INPUT DATA Block Start

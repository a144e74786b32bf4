use thiserror::Error;

/// Errors that can occur during storage operations.
#[derive(Debug, Error)]
pub enum StorageError {
    #[error("Write error: {reason}")]
    WriteError { reason: String },

    #[error("Read error: {reason}")]
    ReadError { reason: String },

    #[error("SQLite error: {reason}")]
    SqliteError { reason: String },

    #[error("Serialization error: {reason}")]
    SerializationError { reason: String },

    #[error("Deserialization error: {reason}")]
    DeserializationError { reason: String },

    #[error("Batch error: {reason}")]
    BatchError { reason: String },

    #[error("Schema version mismatch: found {found}, expected {expected}")]
    SchemaMismatch { found: u32, expected: u32 },
}

impl From<rusqlite::Error> for StorageError {
    fn from(err: rusqlite::Error) -> Self {
        StorageError::SqliteError {
            reason: err.to_string(),
        }
    }
}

INPUT DATA Block End

Copy every line of the data that carries the word "found".

▶ _EXERCISE SOLUTION_
    #[error("Schema version mismatch: found {found}, expected {expected}")]
    SchemaMismatch { found: u32, expected: u32 },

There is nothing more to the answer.